God Is the God of all

March 29th, 2019

Acts 11:1-18

In my first year of seminary, I was required to take a course affectionately referred to as “Super Bible.” On the academic quarter system of this seminary, all the way from August to May, I would be in this course, taught by two professors, studying the Bible from cover to cover. One of the most difficult aspects of this course, or so I thought, would be the “interview” with these two professors where we reviewed an assigned passage from Scripture. I was assigned chapter 10 of Acts. The interview was not the terrifying experiment in torture and excruciating pain I expected but, instead, a delightful experience forever etched into my heart and mind. These two gifted Bible scholars shared with and coaxed from me the image of a God who is the God of all. I will say that again, God who is the God of all. Say that with me: God who is the God of all. Doesn’t that sound wonderful? Let’s see if we are at that point in our lives today.

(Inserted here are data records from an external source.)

use crate::errors::CqrsError;
use crate::{Aggregate, EventEnvelope};
use futures::stream::Stream;
use std::pin::Pin;
use std::sync::Arc;
use uuid::Uuid;

pub type EventStream<A> = Pin<Box<dyn Stream<Item = Result<EventEnvelope<A>, CqrsError>> + Send>>;

pub type DynEventStore<A> = Arc<dyn EventStore<A> + 'static>;

/// Append-only log of aggregate events, keyed by aggregate id.
///
/// Implementations must make `append` atomic per aggregate: either the whole batch is
/// stored or none of it. A batch whose first version does not directly follow the
/// stored stream is rejected: with [`CqrsError::CreationConflict`] when it starts at
/// version 1 and the stream already exists, with [`CqrsError::ConcurrencyConflict`]
/// otherwise. Envelopes of another aggregate are an [`CqrsError::InvalidArgument`].
#[async_trait::async_trait]
pub trait EventStore<A>: Send + Sync
where
    A: Aggregate,
{
    /// Events with `version >= from_version`, in ascending order.
    async fn read_from(
        &self,
        aggregate_id: Uuid,
        from_version: usize,
    ) -> Result<EventStream<A>, CqrsError>;

    async fn read_last(&self, aggregate_id: Uuid) -> Result<Option<EventEnvelope<A>>, CqrsError>;

    async fn append(
        &self,
        aggregate_id: Uuid,
        events: Vec<EventEnvelope<A>>,
    ) -> Result<(), CqrsError>;

    async fn read_all(&self, aggregate_id: Uuid) -> Result<EventStream<A>, CqrsError> {
        self.read_from(aggregate_id, 1).await
    }
}

#[async_trait::async_trait]
impl<A, T> EventStore<A> for Arc<T>
where
    A: Aggregate,
    T: EventStore<A> + ?Sized,
{
    async fn read_from(
        &self,
        aggregate_id: Uuid,
        from_version: usize,
    ) -> Result<EventStream<A>, CqrsError> {
        (**self).read_from(aggregate_id, from_version).await
    }

    async fn read_last(&self, aggregate_id: Uuid) -> Result<Option<EventEnvelope<A>>, CqrsError> {
        (**self).read_last(aggregate_id).await
    }

    async fn append(
        &self,
        aggregate_id: Uuid,
        events: Vec<EventEnvelope<A>>,
    ) -> Result<(), CqrsError> {
        (**self).append(aggregate_id, events).await
    }
}
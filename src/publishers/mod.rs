mod memory;
pub use memory::*;
use crate::CqrsError;
use chrono::{DateTime, Utc};
use serde::{Deserialize, Serialize};
use std::sync::Arc;
use uuid::Uuid;

pub type DynSnapshotStore = Arc<dyn SnapshotStore + 'static>;

/// Aggregate state captured at `version`.
///
/// Events with a version above `version` must be replayed on top of `state` to reach
/// the current aggregate.
#[derive(Debug, Clone, PartialEq, Serialize, Deserialize)]
#[serde(rename_all = "camelCase")]
pub struct Snapshot {
    #[serde(rename = "_id")]
    pub aggregate_id: Uuid,
    pub aggregate_type: String,
    pub version: usize,
    pub state: serde_json::Value,
    pub taken_at: DateTime<Utc>,
}

/// Keeps the latest snapshot of each aggregate.
#[async_trait::async_trait]
pub trait SnapshotStore: Send + Sync {
    async fn read_latest(&self, aggregate_id: Uuid) -> Result<Option<Snapshot>, CqrsError>;

    async fn write(&self, snapshot: Snapshot) -> Result<(), CqrsError>;
}

#[async_trait::async_trait]
impl<T> SnapshotStore for Arc<T>
where
    T: SnapshotStore + ?Sized,
{
    async fn read_latest(&self, aggregate_id: Uuid) -> Result<Option<Snapshot>, CqrsError> {
        (**self).read_latest(aggregate_id).await
    }

    async fn write(&self, snapshot: Snapshot) -> Result<(), CqrsError> {
        (**self).write(snapshot).await
    }
}

/// What a [`crate::SnapshotStrategy`] sees of an aggregate right after it was saved.
#[derive(Debug, Clone, Copy, PartialEq, Eq)]
pub struct SnapshotCandidate {
    pub aggregate_type: &'static str,
    pub aggregate_id: Uuid,
    pub version: usize,
    /// Events applied since the last snapshot was taken or loaded.
    pub events_since_snapshot: usize,
}
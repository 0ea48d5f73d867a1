use std::collections::HashMap;
use uuid::Uuid;

pub const METADATA_USER: &str = "user";
pub const METADATA_REQUEST_ID: &str = "requestId";

/// Who is saving, and on behalf of which request.
///
/// The context is copied onto every envelope committed through
/// [`crate::AggregateRepository::save_with_context`] and handed to publishers.
#[derive(Debug, Clone)]
pub struct CqrsContext {
    current_user: Option<String>,
    metadata: Option<serde_json::Value>,
    request_id: String,
    rand_bytes: Option<[u8; 16]>,
}

impl CqrsContext {
    pub fn new(current_user: Option<String>) -> Self {
        Self {
            current_user,
            metadata: None,
            request_id: "".to_string(),
            rand_bytes: None,
        }
    }

    pub fn current_user(&self) -> String {
        self.current_user.clone().unwrap_or("anonymous".to_string())
    }

    pub fn request_id(&self) -> String {
        self.request_id.clone()
    }

    pub fn with_request_id(self, request_id: String) -> Self {
        Self { request_id, ..self }
    }

    pub fn with_metadata(mut self, metadata: serde_json::Value) -> Self {
        self.metadata = Some(metadata);
        self
    }

    /// Flat string metadata stamped on committed envelopes.
    ///
    /// Top-level string and scalar entries of the JSON metadata are copied; nested
    /// values are serialised. The user and request id always win over same-named keys.
    pub fn envelope_metadata(&self) -> HashMap<String, String> {
        let mut metadata = HashMap::new();
        if let Some(serde_json::Value::Object(values)) = &self.metadata {
            for (key, value) in values {
                let value = match value {
                    serde_json::Value::String(s) => s.clone(),
                    other => other.to_string(),
                };
                metadata.insert(key.clone(), value);
            }
        }
        metadata.insert(METADATA_USER.to_string(), self.current_user());
        if !self.request_id.is_empty() {
            metadata.insert(METADATA_REQUEST_ID.to_string(), self.request_id());
        }
        metadata
    }

    /// Overrides the random bytes used by [`CqrsContext::next_uuid`].
    ///
    /// **Testing only**: every id generated from this context is identical.
    ///
    /// ```rust
    /// use cqrs_repository::CqrsContext;
    ///
    /// let context = CqrsContext::default().with_rand_bytes([0; 16]);
    /// assert_eq!(
    ///     context.next_uuid().to_string(),
    ///     "00000000-0000-4000-8000-000000000000"
    /// );
    /// ```
    pub fn with_rand_bytes(mut self, bytes: [u8; 16]) -> Self {
        self.rand_bytes = Some(bytes);
        self
    }

    pub fn next_uuid(&self) -> Uuid {
        let bytes = if let Some(b) = self.rand_bytes {
            b
        } else {
            rand::random::<[u8; 16]>()
        };
        uuid::Builder::from_random_bytes(bytes).into_uuid()
    }
}

impl Default for CqrsContext {
    fn default() -> Self {
        Self::new(None)
    }
}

In today’s passage Peter, the “prince of the disciples,” a Jew among Jews, returns from a visit to those non-Jews who had accepted the word of God. When he arrives in Jerusalem, Peter is called upon to relate his experiences. The Jews in Jerusalem respond negatively, and take a stance that perhaps God does not intend for the message of salvation through Jesus to extend beyond Jewish racial/religious borders. Peter asserts that the visit confirmed for him what all Jews should have known and lived in the first place; God is the Creator of all. God’s question becomes Peter’s question as well: “How can we, as humans, judge any creation of God’s as being ‘profane or unclean’?” While the images on the sheet in Peter’s dream, depicted in Acts 10, were primarily animals, Peter was quick to realize that God used the animals to represent humans, and no human should ever judge another as being “profane or unclean.” Dietary laws, used by the Jews for centuries, had limited their social interaction with others and now threatened relations among Christian believers. The barriers between people had to come down, and God used Peter to begin the destruction of those walls.

As we continue our Easter journey of new life, there can be no greater rebirth than our acceptance of all. We must certainly embrace the view that all human beings are made in the awesome image of God. Here it is, the Easter season of 2016, and we wish we could declare the end of all “isms,” especially racism, but we know this is not yet true. I invite you to look around this room and see all of God’s people present with us. Do we, on this Sunday morning, reflect the whole spectrum of society today? Have we broken down the walls and barriers of race as we know we should? Have we allowed God to open our hearts to lovingly welcome all who come to join us in worship?

Peter shared what he received from God. Peter came to understand that God works in mysterious ways to help change our attitudes and perceptions of others. We cannot do it alone. Peter had been taught that Gentiles were unclean; that to interact with them was unclean. To sit down and eat at the same table with Gentiles was one of the worst things imaginable. It took a visit from God in a vision to change Peter’s perception of the Gentiles. This same God visited the Gentile Cornelius with a vision, calling him to send for Peter. Perhaps both men were frightened; change of habits and customs is frightening. But the obedience of both brought great blessing to the Christian church. Peter called it the blessing of the Holy Spirit coming down as they met together in fellowship; the Holy Spirit coming as God’s gift of strength and comfort for those living the new life in Christ.

On this Sunday, then, we should ask ourselves some questions about our lives. First, are we praying on a regular basis? Peter modeled a life of obedient and willing prayer to God every day, using the model taught him as a child and by the Lord. Second, are we praying in such a way that allows God to speak to us? I don’t need to remind us that prayer is not a dictation to God of our “To Do” lists. It is a regular and integral part of worship. If we are praying on a regular basis, are we obedient when we hear God’s leading or do we stay mired in our destructive ways? Our journey is more fruitful when we are obedient to God. In a couple of Sundays our journey of faith will lead us to the celebration of Pentecost. It is not too early to ask ourselves if we are yet aware of the power of the great gift from God that can still change attitudes, perceptions, and yes, even lives. Let our rejoicing in the God who is the God of all be like the psalmist’s in today’s Psalm 148: “Wild animals and all cattle, creeping things and flying birds! Kings of the earth and all peoples, princes and all rulers of the earth! Young men and women alike, old and young together! Let them praise the name of the LORD, for his name alone is exalted; his glory is above earth and heaven” (vv. 10-13). It is my prayer that your presence in worship today has brought new wisdom, peace, and, as the psalmist says, “joy, the joy that endures”—the joy that helps spread God’s love to those who need it most! Amen.